- **What to produce**
Output, word for word, the lines of this listing that fall between the line with "pub(crate) fn advance(&mut" and the line with "pub(crate) fn new(config: GameConfig, mut", counting both of those lines, and no others.

- **Data provided**
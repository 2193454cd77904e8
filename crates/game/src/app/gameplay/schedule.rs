#[derive(Debug, Clone, Copy, PartialEq, Eq)]
struct ScheduledEvent {
    due_tick: u64,
    event: GameEvent,
}

/// One-shot timers on a virtual tick clock. At most one entry is pending per
/// event kind; scheduling a kind that is already pending restarts its timer,
/// so the last-scheduled hide wins when pickups overlap. Tests drive time by
/// calling `advance` directly instead of waiting on real timers.
#[derive(Debug, Clone, Default, PartialEq)]
pub(crate) struct EventSchedule {
    now: u64,
    pending: Vec<ScheduledEvent>,
}

impl EventSchedule {
    pub(crate) fn now(&self) -> u64 {
        self.now
    }

    pub(crate) fn schedule_in(&mut self, delay_ticks: u64, event: GameEvent) {
        self.cancel(event);
        self.pending.push(ScheduledEvent {
            due_tick: self.now.saturating_add(delay_ticks),
            event,
        });
    }

    pub(crate) fn cancel(&mut self, event: GameEvent) {
        self.pending.retain(|entry| entry.event != event);
    }

    pub(crate) fn is_pending(&self, event: GameEvent) -> bool {
        self.pending.iter().any(|entry| entry.event == event)
    }

    /// Moves the clock forward one tick and returns everything that came
    /// due, in the order it was scheduled.
    pub(crate) fn advance(&mut self) -> Vec<GameEvent> {
        self.now = self.now.saturating_add(1);
        let now = self.now;
        let mut due = Vec::new();
        self.pending.retain(|entry| {
            if entry.due_tick <= now {
                due.push(entry.event);
                false
            } else {
                true
            }
        });
        due
    }
}
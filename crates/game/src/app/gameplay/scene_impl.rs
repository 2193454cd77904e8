/// Owns every piece of mutable game state and advances it one tick per
/// `update`. Nothing here touches the wall clock: timed effects ride the
/// `EventSchedule`, and the only entropy is the injected RNG.
pub(crate) struct CollectScene {
    config: GameConfig,
    bounds: WorldBounds,
    player: Player,
    field: CollectibleField,
    schedule: EventSchedule,
    rng: SmallRng,
    collected: u32,
    message: MessageSlot,
}

impl CollectScene {
    pub(crate) fn new(config: GameConfig, mut rng: SmallRng) -> Self {
        let bounds = config.bounds();
        let player = Player::spawn_centered(bounds);
        let field =
            CollectibleField::generate(config.collectible_target, bounds, player.rect(), &mut rng);
        info!(
            collectibles = field.len(),
            world_width = bounds.width,
            world_height = bounds.height,
            "field_seeded"
        );
        Self {
            config,
            bounds,
            player,
            field,
            schedule: EventSchedule::default(),
            rng,
            collected: 0,
            message: MessageSlot::default(),
        }
    }

    fn show_pickup_message(&mut self) {
        let index = self.rng.gen_range(0..PICKUP_MESSAGES.len());
        self.message.show(PICKUP_MESSAGES[index]);
        self.schedule
            .schedule_in(self.config.message_display_ticks, GameEvent::HideMessage);
    }

    fn apply_event(&mut self, event: GameEvent) {
        match event {
            GameEvent::HideMessage => self.message.hide(),
            GameEvent::RegenerateField => {
                self.field = CollectibleField::generate(
                    self.config.collectible_target,
                    self.bounds,
                    self.player.rect(),
                    &mut self.rng,
                );
                self.collected = 0;
                self.message.hide();
                info!(collectibles = self.field.len(), "field_regenerated");
            }
        }
    }
}

impl Scene for CollectScene {
    fn update(&mut self, input: &InputSnapshot) -> SceneCommand {
        if input.quit_requested() {
            return SceneCommand::Quit;
        }

        self.player
            .update(input, self.config.player_speed, self.bounds);

        let picked = self.field.collect_at(self.player.rect());
        for _ in 0..picked {
            self.collected = self.collected.saturating_add(1);
            self.show_pickup_message();
        }
        if picked > 0 {
            debug!(
                tick = self.schedule.now(),
                picked,
                collected = self.collected,
                remaining = self.field.len(),
                "collectibles_picked"
            );
            if self.field.is_empty() && !self.schedule.is_pending(GameEvent::RegenerateField) {
                self.message.show(ALL_COLLECTED_MESSAGE);
                self.schedule.cancel(GameEvent::HideMessage);
                self.schedule
                    .schedule_in(self.config.regen_delay_ticks, GameEvent::RegenerateField);
                info!(collected = self.collected, "field_cleared");
            }
        }

        for event in self.schedule.advance() {
            self.apply_event(event);
        }

        SceneCommand::None
    }

    fn frame(&self) -> FrameView {
        FrameView {
            player: PlayerView {
                x: self.player.x,
                y: self.player.y,
                size: PLAYER_SIZE,
                facing: self.player.facing,
                moving: self.player.moving,
                walk_frame: self.player.walk_frame(),
            },
            collectibles: self
                .field
                .items()
                .iter()
                .map(|item| CollectibleView {
                    x: item.x,
                    y: item.y,
                    size: COLLECTIBLE_SIZE,
                })
                .collect(),
            hud: HudView {
                message: self.message.visible_text().map(str::to_owned),
                collected: self.collected,
                total: self.config.collectible_target,
            },
        }
    }
}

- **Response box**
    pub(crate) fn advance(&mut self) -> Vec<GameEvent> {
        self.now = self.now.saturating_add(1);
        let now = self.now;
        let mut due = Vec::new();
        self.pending.retain(|entry| {
            if entry.due_tick <= now {
                due.push(entry.event);
                false
            } else {
                true
            }
        });
        due
    }
}
filename crates/game/src/app/gameplay/scene_impl.rs
repository 2193454cd77904e8
/// Owns every piece of mutable game state and advances it one tick per
/// `update`. Nothing here touches the wall clock: timed effects ride the
/// `EventSchedule`, and the only entropy is the injected RNG.
pub(crate) struct CollectScene {
    config: GameConfig,
    bounds: WorldBounds,
    player: Player,
    field: CollectibleField,
    schedule: EventSchedule,
    rng: SmallRng,
    collected: u32,
    message: MessageSlot,
}

impl CollectScene {
    pub(crate) fn new(config: GameConfig, mut rng: SmallRng) -> Self {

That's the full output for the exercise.